To do - The reply should consist of the full listing, repeated word for word.
Start of Listed records
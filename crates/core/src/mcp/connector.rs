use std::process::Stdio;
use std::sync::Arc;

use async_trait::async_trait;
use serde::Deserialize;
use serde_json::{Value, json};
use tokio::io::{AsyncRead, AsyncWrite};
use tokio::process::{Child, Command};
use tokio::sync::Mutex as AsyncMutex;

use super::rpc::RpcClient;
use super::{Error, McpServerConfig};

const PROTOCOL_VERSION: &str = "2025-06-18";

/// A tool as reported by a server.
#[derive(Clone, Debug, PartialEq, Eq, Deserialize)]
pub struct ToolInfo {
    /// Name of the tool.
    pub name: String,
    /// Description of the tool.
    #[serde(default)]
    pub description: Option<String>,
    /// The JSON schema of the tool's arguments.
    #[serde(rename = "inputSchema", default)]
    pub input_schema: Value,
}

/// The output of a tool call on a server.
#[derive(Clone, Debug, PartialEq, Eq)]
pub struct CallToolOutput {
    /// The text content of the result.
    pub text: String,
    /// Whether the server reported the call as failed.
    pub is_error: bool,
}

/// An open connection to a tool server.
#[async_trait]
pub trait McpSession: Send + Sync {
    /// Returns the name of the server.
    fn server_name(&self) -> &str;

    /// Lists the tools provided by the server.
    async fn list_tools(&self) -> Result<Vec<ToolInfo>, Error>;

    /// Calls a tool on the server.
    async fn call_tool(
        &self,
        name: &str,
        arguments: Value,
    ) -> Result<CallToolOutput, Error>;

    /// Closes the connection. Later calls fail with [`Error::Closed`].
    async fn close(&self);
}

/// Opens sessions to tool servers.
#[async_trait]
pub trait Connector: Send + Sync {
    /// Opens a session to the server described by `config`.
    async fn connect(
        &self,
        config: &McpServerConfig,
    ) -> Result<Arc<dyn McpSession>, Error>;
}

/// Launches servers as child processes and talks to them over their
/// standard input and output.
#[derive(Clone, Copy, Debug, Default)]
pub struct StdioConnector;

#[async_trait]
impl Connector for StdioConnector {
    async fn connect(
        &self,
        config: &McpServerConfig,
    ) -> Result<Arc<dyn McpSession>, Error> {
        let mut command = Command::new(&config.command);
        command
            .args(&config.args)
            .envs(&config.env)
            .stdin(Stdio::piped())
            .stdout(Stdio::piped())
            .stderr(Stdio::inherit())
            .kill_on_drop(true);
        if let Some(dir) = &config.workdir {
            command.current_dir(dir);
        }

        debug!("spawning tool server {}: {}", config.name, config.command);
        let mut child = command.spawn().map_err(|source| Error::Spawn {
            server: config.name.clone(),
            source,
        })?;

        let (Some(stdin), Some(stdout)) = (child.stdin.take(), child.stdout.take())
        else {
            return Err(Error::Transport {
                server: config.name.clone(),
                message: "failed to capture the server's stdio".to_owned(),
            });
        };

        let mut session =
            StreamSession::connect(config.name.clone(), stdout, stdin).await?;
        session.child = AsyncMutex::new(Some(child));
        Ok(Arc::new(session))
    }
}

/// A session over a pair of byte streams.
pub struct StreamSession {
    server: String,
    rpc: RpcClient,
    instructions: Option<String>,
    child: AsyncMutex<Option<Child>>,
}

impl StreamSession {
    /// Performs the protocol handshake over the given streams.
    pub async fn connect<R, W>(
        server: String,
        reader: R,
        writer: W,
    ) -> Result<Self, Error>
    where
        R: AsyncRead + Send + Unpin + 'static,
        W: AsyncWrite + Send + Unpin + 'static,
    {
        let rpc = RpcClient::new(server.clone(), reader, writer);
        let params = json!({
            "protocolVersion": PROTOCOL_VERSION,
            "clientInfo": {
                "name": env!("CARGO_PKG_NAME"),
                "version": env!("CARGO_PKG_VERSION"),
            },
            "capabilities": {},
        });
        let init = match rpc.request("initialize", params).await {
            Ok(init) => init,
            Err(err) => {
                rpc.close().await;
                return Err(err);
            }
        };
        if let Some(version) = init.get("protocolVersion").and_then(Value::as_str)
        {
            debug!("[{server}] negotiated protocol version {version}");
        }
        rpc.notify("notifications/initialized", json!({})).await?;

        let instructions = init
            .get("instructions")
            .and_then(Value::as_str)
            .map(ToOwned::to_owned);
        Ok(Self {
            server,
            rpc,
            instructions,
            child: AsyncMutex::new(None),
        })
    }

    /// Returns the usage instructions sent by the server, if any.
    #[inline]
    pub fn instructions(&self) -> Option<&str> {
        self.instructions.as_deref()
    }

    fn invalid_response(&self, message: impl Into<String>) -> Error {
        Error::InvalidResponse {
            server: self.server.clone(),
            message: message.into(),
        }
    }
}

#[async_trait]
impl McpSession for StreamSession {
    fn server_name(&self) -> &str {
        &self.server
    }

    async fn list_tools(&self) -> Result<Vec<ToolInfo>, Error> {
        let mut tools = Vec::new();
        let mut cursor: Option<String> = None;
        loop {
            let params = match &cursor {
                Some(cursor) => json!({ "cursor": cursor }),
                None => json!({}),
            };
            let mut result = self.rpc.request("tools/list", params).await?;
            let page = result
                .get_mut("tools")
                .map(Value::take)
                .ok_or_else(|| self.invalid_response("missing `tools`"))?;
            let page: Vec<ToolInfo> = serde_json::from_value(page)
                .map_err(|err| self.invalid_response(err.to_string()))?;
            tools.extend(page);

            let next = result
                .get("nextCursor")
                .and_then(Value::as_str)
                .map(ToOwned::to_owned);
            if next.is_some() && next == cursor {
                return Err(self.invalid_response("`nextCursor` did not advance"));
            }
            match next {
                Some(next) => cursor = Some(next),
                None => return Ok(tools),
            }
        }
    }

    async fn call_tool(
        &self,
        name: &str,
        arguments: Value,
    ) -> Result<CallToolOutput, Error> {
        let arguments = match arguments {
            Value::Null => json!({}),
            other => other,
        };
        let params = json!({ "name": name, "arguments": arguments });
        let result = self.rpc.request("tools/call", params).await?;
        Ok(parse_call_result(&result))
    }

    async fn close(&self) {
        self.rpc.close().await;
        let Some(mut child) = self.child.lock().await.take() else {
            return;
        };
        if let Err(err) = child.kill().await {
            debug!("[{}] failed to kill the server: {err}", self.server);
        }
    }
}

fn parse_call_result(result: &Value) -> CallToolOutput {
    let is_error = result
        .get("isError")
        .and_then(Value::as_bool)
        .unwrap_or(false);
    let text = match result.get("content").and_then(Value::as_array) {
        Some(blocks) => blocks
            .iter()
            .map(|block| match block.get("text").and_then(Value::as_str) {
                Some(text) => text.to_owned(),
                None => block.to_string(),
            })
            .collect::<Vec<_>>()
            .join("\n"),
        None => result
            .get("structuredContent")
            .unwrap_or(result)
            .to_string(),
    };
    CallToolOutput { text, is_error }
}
End of Listed records
Solution for this task -
filename crates/core/src/mcp/connector.rs
use std::process::Stdio;
use std::sync::Arc;

use async_trait::async_trait;
use serde::Deserialize;
use serde_json::{Value, json};
use tokio::io::{AsyncRead, AsyncWrite};
use tokio::process::{Child, Command};
use tokio::sync::Mutex as AsyncMutex;

use super::rpc::RpcClient;
use super::{Error, McpServerConfig};

const PROTOCOL_VERSION: &str = "2025-06-18";

/// A tool as reported by a server.
#[derive(Clone, Debug, PartialEq, Eq, Deserialize)]
pub struct ToolInfo {
    /// Name of the tool.
    pub name: String,
    /// Description of the tool.
    #[serde(default)]
    pub description: Option<String>,
    /// The JSON schema of the tool's arguments.
    #[serde(rename = "inputSchema", default)]
    pub input_schema: Value,
}

/// The output of a tool call on a server.
#[derive(Clone, Debug, PartialEq, Eq)]
pub struct CallToolOutput {
    /// The text content of the result.
    pub text: String,
    /// Whether the server reported the call as failed.
    pub is_error: bool,
}

/// An open connection to a tool server.
#[async_trait]
pub trait McpSession: Send + Sync {
    /// Returns the name of the server.
    fn server_name(&self) -> &str;

    /// Lists the tools provided by the server.
    async fn list_tools(&self) -> Result<Vec<ToolInfo>, Error>;

    /// Calls a tool on the server.
    async fn call_tool(
        &self,
        name: &str,
        arguments: Value,
    ) -> Result<CallToolOutput, Error>;

    /// Closes the connection. Later calls fail with [`Error::Closed`].
    async fn close(&self);
}

/// Opens sessions to tool servers.
#[async_trait]
pub trait Connector: Send + Sync {
    /// Opens a session to the server described by `config`.
    async fn connect(
        &self,
        config: &McpServerConfig,
    ) -> Result<Arc<dyn McpSession>, Error>;
}

/// Launches servers as child processes and talks to them over their
/// standard input and output.
#[derive(Clone, Copy, Debug, Default)]
pub struct StdioConnector;

#[async_trait]
impl Connector for StdioConnector {
    async fn connect(
        &self,
        config: &McpServerConfig,
    ) -> Result<Arc<dyn McpSession>, Error> {
        let mut command = Command::new(&config.command);
        command
            .args(&config.args)
            .envs(&config.env)
            .stdin(Stdio::piped())
            .stdout(Stdio::piped())
            .stderr(Stdio::inherit())
            .kill_on_drop(true);
        if let Some(dir) = &config.workdir {
            command.current_dir(dir);
        }

        debug!("spawning tool server {}: {}", config.name, config.command);
        let mut child = command.spawn().map_err(|source| Error::Spawn {
            server: config.name.clone(),
            source,
        })?;

        let (Some(stdin), Some(stdout)) = (child.stdin.take(), child.stdout.take())
        else {
            return Err(Error::Transport {
                server: config.name.clone(),
                message: "failed to capture the server's stdio".to_owned(),
            });
        };

        let mut session =
            StreamSession::connect(config.name.clone(), stdout, stdin).await?;
        session.child = AsyncMutex::new(Some(child));
        Ok(Arc::new(session))
    }
}

/// A session over a pair of byte streams.
pub struct StreamSession {
    server: String,
    rpc: RpcClient,
    instructions: Option<String>,
    child: AsyncMutex<Option<Child>>,
}

impl StreamSession {
    /// Performs the protocol handshake over the given streams.
    pub async fn connect<R, W>(
        server: String,
        reader: R,
        writer: W,
    ) -> Result<Self, Error>
    where
        R: AsyncRead + Send + Unpin + 'static,
        W: AsyncWrite + Send + Unpin + 'static,
    {
        let rpc = RpcClient::new(server.clone(), reader, writer);
        let params = json!({
            "protocolVersion": PROTOCOL_VERSION,
            "clientInfo": {
                "name": env!("CARGO_PKG_NAME"),
                "version": env!("CARGO_PKG_VERSION"),
            },
            "capabilities": {},
        });
        let init = match rpc.request("initialize", params).await {
            Ok(init) => init,
            Err(err) => {
                rpc.close().await;
                return Err(err);
            }
        };
        if let Some(version) = init.get("protocolVersion").and_then(Value::as_str)
        {
            debug!("[{server}] negotiated protocol version {version}");
        }
        rpc.notify("notifications/initialized", json!({})).await?;

        let instructions = init
            .get("instructions")
            .and_then(Value::as_str)
            .map(ToOwned::to_owned);
        Ok(Self {
            server,
            rpc,
            instructions,
            child: AsyncMutex::new(None),
        })
    }

    /// Returns the usage instructions sent by the server, if any.
    #[inline]
    pub fn instructions(&self) -> Option<&str> {
        self.instructions.as_deref()
    }

    fn invalid_response(&self, message: impl Into<String>) -> Error {
        Error::InvalidResponse {
            server: self.server.clone(),
            message: message.into(),
        }
    }
}

#[async_trait]
impl McpSession for StreamSession {
    fn server_name(&self) -> &str {
        &self.server
    }

    async fn list_tools(&self) -> Result<Vec<ToolInfo>, Error> {
        let mut tools = Vec::new();
        let mut cursor: Option<String> = None;
        loop {
            let params = match &cursor {
                Some(cursor) => json!({ "cursor": cursor }),
                None => json!({}),
            };
            let mut result = self.rpc.request("tools/list", params).await?;
            let page = result
                .get_mut("tools")
                .map(Value::take)
                .ok_or_else(|| self.invalid_response("missing `tools`"))?;
            let page: Vec<ToolInfo> = serde_json::from_value(page)
                .map_err(|err| self.invalid_response(err.to_string()))?;
            tools.extend(page);

            let next = result
                .get("nextCursor")
                .and_then(Value::as_str)
                .map(ToOwned::to_owned);
            if next.is_some() && next == cursor {
                return Err(self.invalid_response("`nextCursor` did not advance"));
            }
            match next {
                Some(next) => cursor = Some(next),
                None => return Ok(tools),
            }
        }
    }

    async fn call_tool(
        &self,
        name: &str,
        arguments: Value,
    ) -> Result<CallToolOutput, Error> {
        let arguments = match arguments {
            Value::Null => json!({}),
            other => other,
        };
        let params = json!({ "name": name, "arguments": arguments });
        let result = self.rpc.request("tools/call", params).await?;
        Ok(parse_call_result(&result))
    }

    async fn close(&self) {
        self.rpc.close().await;
        let Some(mut child) = self.child.lock().await.take() else {
            return;
        };
        if let Err(err) = child.kill().await {
            debug!("[{}] failed to kill the server: {err}", self.server);
        }
    }
}

fn parse_call_result(result: &Value) -> CallToolOutput {
    let is_error = result
        .get("isError")
        .and_then(Value::as_bool)
        .unwrap_or(false);
    let text = match result.get("content").and_then(Value::as_array) {
        Some(blocks) => blocks
            .iter()
            .map(|block| match block.get("text").and_then(Value::as_str) {
                Some(text) => text.to_owned(),
                None => block.to_string(),
            })
            .collect::<Vec<_>>()
            .join("\n"),
        None => result
            .get("structuredContent")
            .unwrap_or(result)
            .to_string(),
    };
    CallToolOutput { text, is_error }
}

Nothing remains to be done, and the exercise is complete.